- DESCRIPTION OF THE TASK:
The records below should be written out again, exactly.

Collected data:
_ _ _

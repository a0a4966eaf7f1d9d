pub mod app_user;
pub mod inventory_item;
pub mod stock_history;
pub mod supplier;

pub use app_user::Role;
pub use stock_history::StockChangeReason;
use anyhow::{Context, Result};
use clap::{Parser, Subcommand};
use sea_orm_migration::MigratorTrait;
use tracing::info;

use inventory_api::{
    config,
    db::{establish_connection_with_config, DbConfig},
    migrator::Migrator,
};

/// Schema management for the inventory database
#[derive(Debug, Parser)]
#[command(name = "migration", version)]
struct Cli {
    /// Overrides the configured database URL (also read from DATABASE_URL)
    #[arg(long)]
    database_url: Option<String>,

    #[command(subcommand)]
    command: Option<Command>,
}

#[derive(Debug, Subcommand)]
enum Command {
    /// Apply pending migrations (default)
    Up {
        #[arg(long)]
        steps: Option<u32>,
    },
    /// Roll back applied migrations
    Down {
        #[arg(long, default_value_t = 1)]
        steps: u32,
    },
    /// Print applied and pending migrations
    Status,
    /// Drop every table and re-apply all migrations
    Fresh,
}

#[tokio::main]
async fn main() -> Result<()> {
    let cli = Cli::parse();
    tracing_subscriber::fmt()
        .with_max_level(tracing::Level::INFO)
        .init();

    let database_url = match cli
        .database_url
        .or_else(|| std::env::var("DATABASE_URL").ok())
    {
        Some(url) => url,
        None => {
            config::load_config()
                .context("no --database-url given and configuration could not be loaded")?
                .database_url
        }
    };

    let db = establish_connection_with_config(&DbConfig {
        url: database_url,
        max_connections: 1,
        ..Default::default()
    })
    .await
    .context("failed to connect to the database")?;

    match cli.command.unwrap_or(Command::Up { steps: None }) {
        Command::Up { steps } => {
            Migrator::up(&db, steps).await?;
            info!("Migration completed successfully");
        }
        Command::Down { steps } => {
            Migrator::down(&db, Some(steps)).await?;
            info!(steps, "Rolled back migrations");
        }
        Command::Status => Migrator::status(&db).await?,
        Command::Fresh => {
            Migrator::fresh(&db).await?;
            info!("Database recreated");
        }
    }

    Ok(())
}
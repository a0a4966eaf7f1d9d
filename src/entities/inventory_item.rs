use rust_decimal::Decimal;
use sea_orm::entity::prelude::*;
use serde::{Deserialize, Serialize};

#[derive(Clone, Debug, PartialEq, Eq, DeriveEntityModel, Serialize, Deserialize)]
#[sea_orm(table_name = "inventory_item")]
pub struct Model {
    #[sea_orm(primary_key, auto_increment = false)]
    pub id: String,
    #[sea_orm(unique)]
    pub name: String,
    pub quantity: i32,
    #[sea_orm(column_type = "Decimal(Some((12, 2)))")]
    pub price: Decimal,
    pub supplier_id: String,
    pub minimum_quantity: i32,
    pub created_by: String,
    pub created_at: DateTimeUtc,
}

impl Model {
    pub fn is_low_stock(&self) -> bool {
        self.quantity < self.minimum_quantity
    }
}

#[derive(Copy, Clone, Debug, EnumIter, DeriveRelation)]
pub enum Relation {
    #[sea_orm(
        belongs_to = "super::supplier::Entity",
        from = "Column::SupplierId",
        to = "super::supplier::Column::Id",
        on_update = "Cascade",
        on_delete = "Restrict"
    )]
    Supplier,
}

impl Related<super::supplier::Entity> for Entity {
    fn to() -> RelationDef {
        Relation::Supplier.def()
    }
}

impl ActiveModelBehavior for ActiveModel {}
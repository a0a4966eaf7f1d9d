use rust_decimal::Decimal;
use sea_orm::ConnectionTrait;

use super::is_blank;
use crate::{
    dto::inventory::InventoryItemRequest, errors::ServiceError,
    repositories::inventory_item::InventoryItemRepository,
};

/// Field rules shared by create and update. Fails on the first broken rule.
pub fn validate_base(item: &InventoryItemRequest) -> Result<(), ServiceError> {
    if item.name.trim().is_empty() {
        return Err(invalid("Product name cannot be null or empty"));
    }
    if item.quantity < 0 {
        return Err(invalid("Quantity cannot be negative"));
    }
    if !item.price.is_some_and(|p| p > Decimal::ZERO) {
        return Err(invalid("Price must be positive"));
    }
    if is_blank(item.supplier_id.as_deref()) {
        return Err(invalid("Supplier ID must be provided"));
    }
    if is_blank(item.created_by.as_deref()) {
        return Err(invalid("CreatedBy must be provided"));
    }
    Ok(())
}

/// Rejects a name already held by another item, ignoring case.
pub async fn validate_inventory_item_not_exists<C: ConnectionTrait>(
    db: &C,
    name: &str,
    exclude_id: Option<&str>,
) -> Result<(), ServiceError> {
    if InventoryItemRepository::exists_by_name_ignore_case(db, name.trim(), exclude_id).await? {
        return Err(ServiceError::DuplicateResource(
            "An inventory item with this name already exists".to_string(),
        ));
    }
    Ok(())
}

pub fn validate_price(price: Decimal) -> Result<(), ServiceError> {
    if price <= Decimal::ZERO {
        return Err(invalid("Price must be positive"));
    }
    Ok(())
}

fn invalid(message: &str) -> ServiceError {
    ServiceError::InvalidArgument(message.to_string())
}

#[cfg(test)]
mod tests {
    use super::*;
    use assert_matches::assert_matches;
    use proptest::prelude::*;
    use rstest::rstest;
    use rust_decimal_macros::dec;

    fn valid() -> InventoryItemRequest {
        InventoryItemRequest {
            id: None,
            name: "Widget".into(),
            quantity: 5,
            price: Some(dec!(9.99)),
            supplier_id: Some("s-1".into()),
            minimum_quantity: None,
            created_by: Some("alice".into()),
        }
    }

    #[test]
    fn accepts_well_formed_item() {
        assert!(validate_base(&valid()).is_ok());
    }

    #[rstest]
    #[case::blank_name(InventoryItemRequest { name: "  ".into(), ..valid() }, "Product name cannot be null or empty")]
    #[case::negative_quantity(InventoryItemRequest { quantity: -1, ..valid() }, "Quantity cannot be negative")]
    #[case::missing_price(InventoryItemRequest { price: None, ..valid() }, "Price must be positive")]
    #[case::zero_price(InventoryItemRequest { price: Some(Decimal::ZERO), ..valid() }, "Price must be positive")]
    #[case::missing_supplier(InventoryItemRequest { supplier_id: Some("".into()), ..valid() }, "Supplier ID must be provided")]
    #[case::missing_creator(InventoryItemRequest { created_by: None, ..valid() }, "CreatedBy must be provided")]
    fn reports_first_broken_rule(#[case] item: InventoryItemRequest, #[case] expected: &str) {
        assert_matches!(
            validate_base(&item),
            Err(ServiceError::InvalidArgument(msg)) if msg == expected
        );
    }

    #[test]
    fn rules_are_checked_in_order() {
        let item = InventoryItemRequest {
            name: String::new(),
            quantity: -3,
            price: None,
            ..valid()
        };
        assert_matches!(
            validate_base(&item),
            Err(ServiceError::InvalidArgument(msg)) if msg.starts_with("Product name")
        );
    }

    proptest! {
        #[test]
        fn negative_quantity_is_always_rejected(q in i32::MIN..0) {
            let item = InventoryItemRequest { quantity: q, ..valid() };
            prop_assert!(validate_base(&item).is_err());
        }

        #[test]
        fn any_positive_price_passes(cents in 1i64..10_000_000) {
            let item = InventoryItemRequest { price: Some(Decimal::new(cents, 2)), ..valid() };
            prop_assert!(validate_base(&item).is_ok());
            prop_assert!(validate_price(Decimal::new(cents, 2)).is_ok());
            prop_assert!(validate_price(Decimal::new(-cents, 2)).is_err());
        }
    }
}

_ _ _

- RESPONSE FOR THIS EXERCISE:
repository a0a4966eaf7f1d9d
pub mod app_user;
pub mod inventory_item;
pub mod stock_history;
pub mod supplier;

pub use app_user::Role;
pub use stock_history::StockChangeReason;
use anyhow::{Context, Result};
use clap::{Parser, Subcommand};
use sea_orm_migration::MigratorTrait;
use tracing::info;

use inventory_api::{
    config,
    db::{establish_connection_with_config, DbConfig},
    migrator::Migrator,
};

/// Schema management for the inventory database
#[derive(Debug, Parser)]
#[command(name = "migration", version)]
struct Cli {
    /// Overrides the configured database URL (also read from DATABASE_URL)
    #[arg(long)]
    database_url: Option<String>,

    #[command(subcommand)]
    command: Option<Command>,
}

#[derive(Debug, Subcommand)]
enum Command {
    /// Apply pending migrations (default)
    Up {
        #[arg(long)]
        steps: Option<u32>,
    },
    /// Roll back applied migrations
    Down {
        #[arg(long, default_value_t = 1)]
        steps: u32,
    },
    /// Print applied and pending migrations
    Status,
    /// Drop every table and re-apply all migrations
    Fresh,
}

#[tokio::main]
async fn main() -> Result<()> {
    let cli = Cli::parse();
    tracing_subscriber::fmt()
        .with_max_level(tracing::Level::INFO)
        .init();

    let database_url = match cli
        .database_url
        .or_else(|| std::env::var("DATABASE_URL").ok())
    {
        Some(url) => url,
        None => {
            config::load_config()
                .context("no --database-url given and configuration could not be loaded")?
                .database_url
        }
    };

    let db = establish_connection_with_config(&DbConfig {
        url: database_url,
        max_connections: 1,
        ..Default::default()
    })
    .await
    .context("failed to connect to the database")?;

    match cli.command.unwrap_or(Command::Up { steps: None }) {
        Command::Up { steps } => {
            Migrator::up(&db, steps).await?;
            info!("Migration completed successfully");
        }
        Command::Down { steps } => {
            Migrator::down(&db, Some(steps)).await?;
            info!(steps, "Rolled back migrations");
        }
        Command::Status => Migrator::status(&db).await?,
        Command::Fresh => {
            Migrator::fresh(&db).await?;
            info!("Database recreated");
        }
    }

    Ok(())
}
repository a0a4966eaf7f1d9d
filename src/entities/inventory_item.rs
use rust_decimal::Decimal;
use sea_orm::entity::prelude::*;
use serde::{Deserialize, Serialize};

#[derive(Clone, Debug, PartialEq, Eq, DeriveEntityModel, Serialize, Deserialize)]
#[sea_orm(table_name = "inventory_item")]
pub struct Model {
    #[sea_orm(primary_key, auto_increment = false)]
    pub id: String,
    #[sea_orm(unique)]
    pub name: String,
    pub quantity: i32,
    #[sea_orm(column_type = "Decimal(Some((12, 2)))")]
    pub price: Decimal,
    pub supplier_id: String,
    pub minimum_quantity: i32,
    pub created_by: String,
    pub created_at: DateTimeUtc,
}

impl Model {
    pub fn is_low_stock(&self) -> bool {
        self.quantity < self.minimum_quantity
    }
}

#[derive(Copy, Clone, Debug, EnumIter, DeriveRelation)]
pub enum Relation {
    #[sea_orm(
        belongs_to = "super::supplier::Entity",
        from = "Column::SupplierId",
        to = "super::supplier::Column::Id",
        on_update = "Cascade",
        on_delete = "Restrict"
    )]
    Supplier,
}

impl Related<super::supplier::Entity> for Entity {
    fn to() -> RelationDef {
        Relation::Supplier.def()
    }
}

impl ActiveModelBehavior for ActiveModel {}
repository a0a4966eaf7f1d9d
use rust_decimal::Decimal;
use sea_orm::ConnectionTrait;

use super::is_blank;
use crate::{
    dto::inventory::InventoryItemRequest, errors::ServiceError,
    repositories::inventory_item::InventoryItemRepository,
};

/// Field rules shared by create and update. Fails on the first broken rule.
pub fn validate_base(item: &InventoryItemRequest) -> Result<(), ServiceError> {
    if item.name.trim().is_empty() {
        return Err(invalid("Product name cannot be null or empty"));
    }
    if item.quantity < 0 {
        return Err(invalid("Quantity cannot be negative"));
    }
    if !item.price.is_some_and(|p| p > Decimal::ZERO) {
        return Err(invalid("Price must be positive"));
    }
    if is_blank(item.supplier_id.as_deref()) {
        return Err(invalid("Supplier ID must be provided"));
    }
    if is_blank(item.created_by.as_deref()) {
        return Err(invalid("CreatedBy must be provided"));
    }
    Ok(())
}

/// Rejects a name already held by another item, ignoring case.
pub async fn validate_inventory_item_not_exists<C: ConnectionTrait>(
    db: &C,
    name: &str,
    exclude_id: Option<&str>,
) -> Result<(), ServiceError> {
    if InventoryItemRepository::exists_by_name_ignore_case(db, name.trim(), exclude_id).await? {
        return Err(ServiceError::DuplicateResource(
            "An inventory item with this name already exists".to_string(),
        ));
    }
    Ok(())
}

pub fn validate_price(price: Decimal) -> Result<(), ServiceError> {
    if price <= Decimal::ZERO {
        return Err(invalid("Price must be positive"));
    }
    Ok(())
}

fn invalid(message: &str) -> ServiceError {
    ServiceError::InvalidArgument(message.to_string())
}

#[cfg(test)]
mod tests {
    use super::*;
    use assert_matches::assert_matches;
    use proptest::prelude::*;
    use rstest::rstest;
    use rust_decimal_macros::dec;

    fn valid() -> InventoryItemRequest {
        InventoryItemRequest {
            id: None,
            name: "Widget".into(),
            quantity: 5,
            price: Some(dec!(9.99)),
            supplier_id: Some("s-1".into()),
            minimum_quantity: None,
            created_by: Some("alice".into()),
        }
    }

    #[test]
    fn accepts_well_formed_item() {
        assert!(validate_base(&valid()).is_ok());
    }

    #[rstest]
    #[case::blank_name(InventoryItemRequest { name: "  ".into(), ..valid() }, "Product name cannot be null or empty")]
    #[case::negative_quantity(InventoryItemRequest { quantity: -1, ..valid() }, "Quantity cannot be negative")]
    #[case::missing_price(InventoryItemRequest { price: None, ..valid() }, "Price must be positive")]
    #[case::zero_price(InventoryItemRequest { price: Some(Decimal::ZERO), ..valid() }, "Price must be positive")]
    #[case::missing_supplier(InventoryItemRequest { supplier_id: Some("".into()), ..valid() }, "Supplier ID must be provided")]
    #[case::missing_creator(InventoryItemRequest { created_by: None, ..valid() }, "CreatedBy must be provided")]
    fn reports_first_broken_rule(#[case] item: InventoryItemRequest, #[case] expected: &str) {
        assert_matches!(
            validate_base(&item),
            Err(ServiceError::InvalidArgument(msg)) if msg == expected
        );
    }

    #[test]
    fn rules_are_checked_in_order() {
        let item = InventoryItemRequest {
            name: String::new(),
            quantity: -3,
            price: None,
            ..valid()
        };
        assert_matches!(
            validate_base(&item),
            Err(ServiceError::InvalidArgument(msg)) if msg.starts_with("Product name")
        );
    }

    proptest! {
        #[test]
        fn negative_quantity_is_always_rejected(q in i32::MIN..0) {
            let item = InventoryItemRequest { quantity: q, ..valid() };
            prop_assert!(validate_base(&item).is_err());
        }

        #[test]
        fn any_positive_price_passes(cents in 1i64..10_000_000) {
            let item = InventoryItemRequest { price: Some(Decimal::new(cents, 2)), ..valid() };
            prop_assert!(validate_base(&item).is_ok());
            prop_assert!(validate_price(Decimal::new(cents, 2)).is_ok());
            prop_assert!(validate_price(Decimal::new(-cents, 2)).is_err());
        }
    }
}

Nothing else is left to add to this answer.